This Biography consists of approximately 4 pages of information about the life of Ernest Rutherford.
This section contains 1,136 words
(approx. 4 pages at 300 words per page)

World of Scientific Discovery on Ernest Rutherford

Biographies of Ernest Rutherford are studded with superlatives: "founder of nuclear physics"; "certainly the greatest scientist to emerge from New Zealand"; "a remarkable team leader"; and "one of the greatest experimentalists of all time. " His accomplishments were recognized both by fellow scientists and by his adopted homeland, England. He received the Nobel Prize for chemistry in 1908 and was president of the Royal Society from 1925 to 1930. He was also knighted in 1914, awarded the Order of Merit in 1921, and named Baron Rutherford of Nelson in 1931. After his death in London on October 19, 1937, Rutherford was laid to rest in Westminster Abbey, near the graves of Isaac Newton and William Thomson (Lord Kelvin).

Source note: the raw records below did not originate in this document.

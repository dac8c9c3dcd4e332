//! The process-capture layer.
//!
//! The primary path allocates a pseudoterminal whose winsize and termios
//! are cloned from the controlling terminal, reparents the child onto the
//! PTY slave and execs `/bin/sh -c <cmdline>`; the parent reads the
//! master side in non-blocking chunks and forwards each chunk to the log
//! buffer until the child exits. When PTY setup fails the engine falls
//! back to a plain pipe+exec path. UNIX only.

use std::ffi::CString;
use std::fs::File;
use std::io::{ErrorKind, Read};
use std::os::fd::{AsRawFd, OwnedFd};
use std::process::{Child, Command, Stdio};
use std::sync::Arc;
use std::thread;
use std::time::Duration;

use console::style;
use nix::pty::openpty;
use nix::sys::termios::tcgetattr;
use nix::sys::wait::{waitpid, WaitPidFlag, WaitStatus};
use nix::unistd::{execv, fork, ForkResult, Pid};

use crate::cli::{EntryHandle, EntryStatus};
use crate::driver::Engine;
use crate::errors::BuildError;
use crate::pipeline::{JobState, PipelineJob};
use crate::tracking::Reference;

/// How far along the captured process is after one read step.
#[derive(Debug, Clone, Copy, PartialEq, Eq)]
pub enum ReadStatus {
    DataRead,
    ExitSuccess,
    ExitFailure,
    InternalError,
}

/// PTY allocation or fork failed; the caller decides whether to fall
/// back or report.
#[derive(Debug, Clone, Copy)]
pub struct DispatchError;

/// A dispatched subprocess whose output can be drained chunk by chunk.
pub trait ProcessCapture {
    fn read_output(&mut self, out: &mut String) -> ReadStatus;
}

/// Pump a process to completion, handing every chunk to `sink`.
pub fn capture<P: ProcessCapture>(process: &mut P, mut sink: impl FnMut(&str)) -> ReadStatus {
    let mut buffer = String::new();
    loop {
        let status = process.read_output(&mut buffer);
        if !buffer.is_empty() {
            sink(&buffer);
            buffer.clear();
        }
        if status != ReadStatus::DataRead {
            return status;
        }
    }
}

/// The PTY-backed primary path.
pub struct PtyProcess {
    master: File,
    child: Pid,
}

impl PtyProcess {
    /// Clone the terminal's winsize and termios onto a fresh PTY, fork,
    /// and exec the command line under the slave side.
    pub fn dispatch(cmdline: &str) -> Result<PtyProcess, DispatchError> {
        let termios = tcgetattr(std::io::stdout()).ok();
        let mut winsize: libc::winsize = unsafe { std::mem::zeroed() };
        let winsize_ok =
            unsafe { libc::ioctl(libc::STDOUT_FILENO, libc::TIOCGWINSZ as _, &mut winsize) } == 0;
        let pty = openpty(winsize_ok.then_some(&winsize), termios.as_ref())
            .map_err(|_| DispatchError)?;

        // argv is assembled before forking; the child must not allocate.
        let shell = CString::new("/bin/sh").map_err(|_| DispatchError)?;
        let dash_c = CString::new("-c").map_err(|_| DispatchError)?;
        let line = CString::new(cmdline).map_err(|_| DispatchError)?;
        let argv = [shell.clone(), dash_c, line];

        match unsafe { fork() } {
            Ok(ForkResult::Parent { child }) => {
                drop(pty.slave);
                let master = File::from(pty.master);
                set_nonblocking(&master);
                Ok(PtyProcess { master, child })
            }
            Ok(ForkResult::Child) => {
                attach_to_slave(&pty.master, &pty.slave);
                let _ = execv(&shell, &argv);
                // we are a duplicate engine instance; returning would
                // leave two of them evaluating the same configuration.
                unsafe { libc::_exit(-1) }
            }
            Err(_) => Err(DispatchError),
        }
    }
}

fn set_nonblocking(file: &File) {
    unsafe {
        let fd = file.as_raw_fd();
        let flags = libc::fcntl(fd, libc::F_GETFL);
        libc::fcntl(fd, libc::F_SETFL, flags | libc::O_NONBLOCK);
    }
}

/// Make the slave the child's controlling terminal and standard streams.
fn attach_to_slave(master: &OwnedFd, slave: &OwnedFd) {
    unsafe {
        let slave = slave.as_raw_fd();
        libc::setsid();
        libc::ioctl(slave, libc::TIOCSCTTY as _, 0);
        libc::dup2(slave, libc::STDIN_FILENO);
        libc::dup2(slave, libc::STDOUT_FILENO);
        libc::dup2(slave, libc::STDERR_FILENO);
        libc::close(master.as_raw_fd());
        if slave > libc::STDERR_FILENO {
            libc::close(slave);
        }
    }
}

impl ProcessCapture for PtyProcess {
    fn read_output(&mut self, out: &mut String) -> ReadStatus {
        let status = match waitpid(self.child, Some(WaitPidFlag::WNOHANG)) {
            Ok(status) => status,
            Err(_) => return ReadStatus::InternalError,
        };

        let mut chunk = [0u8; 8192];
        let mut read_any = false;
        loop {
            match self.master.read(&mut chunk) {
                Ok(0) => break,
                Ok(n) => {
                    out.push_str(&String::from_utf8_lossy(&chunk[..n]));
                    read_any = true;
                    // keep draining only once the child is gone.
                    if matches!(status, WaitStatus::StillAlive) {
                        break;
                    }
                }
                Err(error) if error.kind() == ErrorKind::WouldBlock => break,
                Err(_) => break,
            }
        }

        match status {
            WaitStatus::StillAlive => {
                if !read_any {
                    thread::sleep(Duration::from_millis(5));
                }
                ReadStatus::DataRead
            }
            WaitStatus::Exited(_, 0) => ReadStatus::ExitSuccess,
            WaitStatus::Exited(_, _) => ReadStatus::ExitFailure,
            WaitStatus::Signaled(_, _, _) => ReadStatus::ExitFailure,
            _ => ReadStatus::DataRead,
        }
    }
}

/// The pipe+exec fallback.
pub struct PipeProcess {
    child: Child,
}

impl PipeProcess {
    pub fn dispatch(cmdline: &str) -> Result<PipeProcess, DispatchError> {
        let child = Command::new("/bin/sh")
            .arg("-c")
            .arg(cmdline)
            .stdin(Stdio::null())
            .stdout(Stdio::piped())
            .stderr(Stdio::piped())
            .spawn()
            .map_err(|_| DispatchError)?;
        Ok(PipeProcess { child })
    }
}

impl ProcessCapture for PipeProcess {
    fn read_output(&mut self, out: &mut String) -> ReadStatus {
        let mut chunk = [0u8; 8192];
        if let Some(stdout) = self.child.stdout.as_mut() {
            match stdout.read(&mut chunk) {
                Ok(n) if n > 0 => {
                    out.push_str(&String::from_utf8_lossy(&chunk[..n]));
                    return ReadStatus::DataRead;
                }
                Ok(_) => {}
                Err(_) => return ReadStatus::InternalError,
            }
        }
        // stdout hit end of stream: collect stderr and reap.
        if let Some(mut stderr) = self.child.stderr.take() {
            let mut trailing = String::new();
            if stderr.read_to_string(&mut trailing).is_ok() {
                out.push_str(&trailing);
            }
        }
        match self.child.wait() {
            Ok(status) if status.success() => ReadStatus::ExitSuccess,
            Ok(_) => ReadStatus::ExitFailure,
            Err(_) => ReadStatus::InternalError,
        }
    }
}

/// One shell command scheduled through the managed pool.
pub struct ExecuteJob {
    cmdline: String,
    reference: Reference,
    entry_handle: Arc<EntryHandle>,
    engine: Arc<Engine>,
    state: JobState,
}

impl ExecuteJob {
    pub fn new(
        cmdline: String,
        reference: Reference,
        entry_handle: Arc<EntryHandle>,
        engine: Arc<Engine>,
    ) -> Arc<ExecuteJob> {
        Arc::new(ExecuteJob {
            cmdline,
            reference,
            entry_handle,
            engine,
            state: JobState::new(),
        })
    }

    fn settle(&self, status: ReadStatus) {
        match status {
            ReadStatus::ExitSuccess | ReadStatus::DataRead => {}
            ReadStatus::ExitFailure => {
                self.engine.diags.soft_report(BuildError::NonZeroProcess {
                    cmdline: self.cmdline.clone(),
                    reference: self.reference,
                });
                self.state.report_error();
            }
            ReadStatus::InternalError => {
                self.engine.diags.soft_report(BuildError::ProcessInternal {
                    cmdline: self.cmdline.clone(),
                    reference: self.reference,
                });
                self.state.report_error();
            }
        }
    }

    fn compute_fallback(&self) {
        let mut process = match PipeProcess::dispatch(&self.cmdline) {
            Ok(process) => process,
            Err(_) => {
                self.engine.diags.soft_report(BuildError::ProcessInternal {
                    cmdline: self.cmdline.clone(),
                    reference: self.reference,
                });
                self.state.report_error();
                return;
            }
        };
        let status = capture(&mut process, |chunk| self.engine.cli.write_to_log(chunk));
        self.settle(status);
    }
}

impl PipelineJob for ExecuteJob {
    fn compute(&self) {
        self.entry_handle.set_status(EntryStatus::Building);
        self.engine.cli.write_verbose(&self.cmdline);

        let mut process = match PtyProcess::dispatch(&self.cmdline) {
            Ok(process) => process,
            Err(_) => {
                if self.engine.cli.is_interactive() {
                    self.engine.cli.write_to_log(&format!(
                        "{} dispatching pty failed, falling back to exec.\n",
                        style("warning:").yellow().bold()
                    ));
                }
                return self.compute_fallback();
            }
        };
        let status = capture(&mut process, |chunk| self.engine.cli.write_to_log(chunk));
        self.settle(status);
    }

    fn state(&self) -> &JobState {
        &self.state
    }
}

Few scientists had as humble a beginning as did Ernest Rutherford. He was born in Brightwater, near Nelson, New Zealand, on August 30, 1871. His father was a wheelwright and a farmer. Ernest did well in school and earned scholarships first to Nelson College and later to Canterbury College in Christchurch. Rutherford's earliest research at Canterbury involved the effects on iron of rapidly changing magnetic fields. His work led to the development of a magnetic detector of radio waves.

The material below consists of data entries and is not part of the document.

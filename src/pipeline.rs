//! The concurrency substrate: a fixed worker pool, a job queue, and the
//! scheduler front-end.
//!
//! Jobs come in two scheduling *methods*. `Managed` jobs go through the
//! shared FIFO and are drained by the fixed pool; they are leaf work such
//! as command execution. `Unbound` jobs each get a fresh detached thread;
//! dependency builds use this path because their fan-out is unbounded in
//! depth, and a bundle of deep builds sharing the fixed pool could consume
//! every worker while still needing workers to resolve their own children.
//!
//! Either method runs under one of two *topographies*: `Sequential`
//! dispatches one job at a time and aborts the remainder on the first
//! error; `Parallel` dispatches everything at once and awaits all of it.

use std::collections::VecDeque;
use std::marker::PhantomData;
use std::sync::atomic::{AtomicBool, Ordering};
use std::sync::Arc;
use std::thread::JoinHandle;

use crossbeam_channel::{bounded, unbounded, Receiver, Sender};
use parking_lot::Mutex;

/// The synchronization core every job shares: a one-shot completion
/// signal plus the error and abort flags.
pub struct JobState {
    done_tx: Sender<()>,
    done_rx: Receiver<()>,
    error: AtomicBool,
    aborted: AtomicBool,
}

impl Default for JobState {
    fn default() -> Self {
        Self::new()
    }
}

impl JobState {
    pub fn new() -> Self {
        let (done_tx, done_rx) = bounded(1);
        JobState {
            done_tx,
            done_rx,
            error: AtomicBool::new(false),
            aborted: AtomicBool::new(false),
        }
    }

    /// Block until the job's completion signal is released.
    pub fn await_completion(&self) {
        let _ = self.done_rx.recv();
    }

    /// Release the completion signal. Releasing twice is harmless; the
    /// buffered slot absorbs the first and the second is dropped.
    pub fn release(&self) {
        let _ = self.done_tx.try_send(());
    }

    pub fn report_error(&self) {
        self.error.store(true, Ordering::SeqCst);
    }

    pub fn had_error(&self) -> bool {
        self.error.load(Ordering::SeqCst)
    }

    pub fn mark_aborted(&self) {
        self.aborted.store(true, Ordering::SeqCst);
    }

    pub fn was_aborted(&self) -> bool {
        self.aborted.load(Ordering::SeqCst)
    }
}

/// An opaque unit of work.
pub trait PipelineJob: Send + Sync {
    /// Do the work. Must not panic; failures are reported through
    /// [`JobState::report_error`].
    fn compute(&self);
    fn state(&self) -> &JobState;
}

/// The shared worker pool and job queue.
pub struct Pipeline {
    queue: Mutex<VecDeque<Arc<dyn PipelineJob>>>,
    ready_tx: Sender<()>,
    ready_rx: Receiver<()>,
    stop: AtomicBool,
    workers: Mutex<Vec<JoinHandle<()>>>,
}

impl Pipeline {
    /// Start the pool with `threads` workers.
    pub fn new(threads: usize) -> Arc<Pipeline> {
        let (ready_tx, ready_rx) = unbounded();
        let pipeline = Arc::new(Pipeline {
            queue: Mutex::new(VecDeque::new()),
            ready_tx,
            ready_rx,
            stop: AtomicBool::new(false),
            workers: Mutex::new(Vec::new()),
        });
        let mut workers = pipeline.workers.lock();
        for _ in 0..threads.max(1) {
            let pipeline = Arc::clone(&pipeline);
            workers.push(std::thread::spawn(move || pipeline.pool_loop()));
        }
        drop(workers);
        pipeline
    }

    /// Queue a managed job. The channel send doubles as the counting
    /// semaphore release.
    pub fn push_to_queue(&self, job: Arc<dyn PipelineJob>) {
        self.queue.lock().push_back(job);
        let _ = self.ready_tx.send(());
    }

    /// Run a job on a fresh detached thread.
    pub fn execute_unbound(&self, job: Arc<dyn PipelineJob>) {
        std::thread::spawn(move || Self::job_compute(&job));
    }

    fn job_compute(job: &Arc<dyn PipelineJob>) {
        job.compute();
        job.state().release();
    }

    fn pool_loop(&self) {
        loop {
            let _ = self.ready_rx.recv();
            if self.stop.load(Ordering::SeqCst) {
                // pass the stop signal onto the next worker.
                let _ = self.ready_tx.send(());
                return;
            }
            let job = self.queue.lock().pop_front();
            let Some(job) = job else { continue };

            if !job.state().was_aborted() {
                Self::job_compute(&job);
            }
            if job.state().had_error() {
                self.abort_queued();
            }
        }
    }

    /// Mark every job still in the queue aborted and release its
    /// completion signal so waiting clients return.
    pub fn abort_queued(&self) {
        for job in self.queue.lock().iter() {
            job.state().mark_aborted();
            job.state().release();
        }
    }

    /// Stop and join all workers.
    pub fn stop_sync(&self) {
        self.stop.store(true, Ordering::SeqCst);
        let _ = self.ready_tx.send(());
        let handles: Vec<_> = self.workers.lock().drain(..).collect();
        for handle in handles {
            let _ = handle.join();
        }
    }

    /// Stop without waiting for the workers to exit.
    pub fn stop_async(&self) {
        self.stop.store(true, Ordering::SeqCst);
        let _ = self.ready_tx.send(());
    }
}

/// Sequential: jobs complete in scheduling order, first error aborts the
/// remainder. Parallel: all jobs dispatched together, all awaited.
#[derive(Debug, Clone, Copy, PartialEq, Eq)]
pub enum Topography {
    Sequential,
    Parallel,
}

/// How a scheduler hands jobs to the pipeline.
pub trait SchedulingMethod {
    fn dispatch(pipeline: &Pipeline, job: Arc<dyn PipelineJob>);
}

/// Submit to the fixed worker pool.
pub struct Managed;

/// Spawn a fresh detached thread per job.
pub struct Unbound;

impl SchedulingMethod for Managed {
    fn dispatch(pipeline: &Pipeline, job: Arc<dyn PipelineJob>) {
        pipeline.push_to_queue(job);
    }
}

impl SchedulingMethod for Unbound {
    fn dispatch(pipeline: &Pipeline, job: Arc<dyn PipelineJob>) {
        pipeline.execute_unbound(job);
    }
}

/// Collects jobs, then dispatches and awaits them under the chosen
/// topography.
pub struct PipelineScheduler<M: SchedulingMethod> {
    pipeline: Arc<Pipeline>,
    topography: Topography,
    buffer: Vec<Arc<dyn PipelineJob>>,
    _method: PhantomData<M>,
}

impl<M: SchedulingMethod> PipelineScheduler<M> {
    pub fn new(pipeline: Arc<Pipeline>, topography: Topography) -> Self {
        PipelineScheduler {
            pipeline,
            topography,
            buffer: Vec::new(),
            _method: PhantomData,
        }
    }

    pub fn schedule_job(&mut self, job: Arc<dyn PipelineJob>) {
        self.buffer.push(job);
    }

    /// Dispatch everything scheduled and block until all jobs finished or
    /// were marked aborted.
    pub fn send_and_await(&self) {
        match self.topography {
            Topography::Sequential => {
                for (position, job) in self.buffer.iter().enumerate() {
                    M::dispatch(&self.pipeline, Arc::clone(job));
                    job.state().await_completion();
                    if job.state().had_error() {
                        // the remainder never runs; mark it aborted so
                        // clients observing the buffer see a settled state.
                        for rest in &self.buffer[position + 1..] {
                            rest.state().mark_aborted();
                            rest.state().release();
                        }
                        return;
                    }
                }
            }
            Topography::Parallel => {
                for job in &self.buffer {
                    M::dispatch(&self.pipeline, Arc::clone(job));
                }
                for job in &self.buffer {
                    job.state().await_completion();
                }
            }
        }
    }

    pub fn had_errors(&self) -> bool {
        self.buffer.iter().any(|job| job.state().had_error())
    }

    pub fn was_aborted(&self) -> bool {
        self.buffer.iter().any(|job| job.state().was_aborted())
    }
}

In 1895, Rutherford placed second in the competition for a scholarship to Cambridge University. In a fortunate turn of events, the scholarship winner declined the award, and Rutherford received the Cambridge appointment. At Cambridge, Rutherford worked under J. J. Thomson, then director of the Cavendish Laboratories. Thomson quickly recognized the promise of this brilliant, but somewhat crude student from the colonies.

In his first year at Cambridge, Rutherford worked with Thomson on the electrical conductivity of air in the presence of newly discovered X-rays. Rutherford and Thomson were able to demonstrate that X-rays cause air molecules to break apart into equal numbers of positively and negatively charged particles (ions). The movement of these particles produced the current observed in their experiments.

In 1898, Rutherford accepted an appointment as professor of physics at McGill University in Montreal. This move proved to be a good one for Rutherford for at least two reasons. First, he met Frederick Soddy there. Soddy was a chemist with whom Rutherford collaborated closely over the next half dozen years. Second, McGill had well-equipped laboratories that included one of the world's largest supplies of radioactive materials. In this setting, Rutherford soon launched research on the topic that was to become his major interest for the next 40 years: nuclear physics.

The phenomenon of radioactivity had been discovered by Henri Becquerel in 1896. Almost immediately, that discovery inspired scientists throughout the world to examine the nature of the radiation produced and the changes in matter that result from radioactive decay. Rutherford was at the forefront of both lines of research.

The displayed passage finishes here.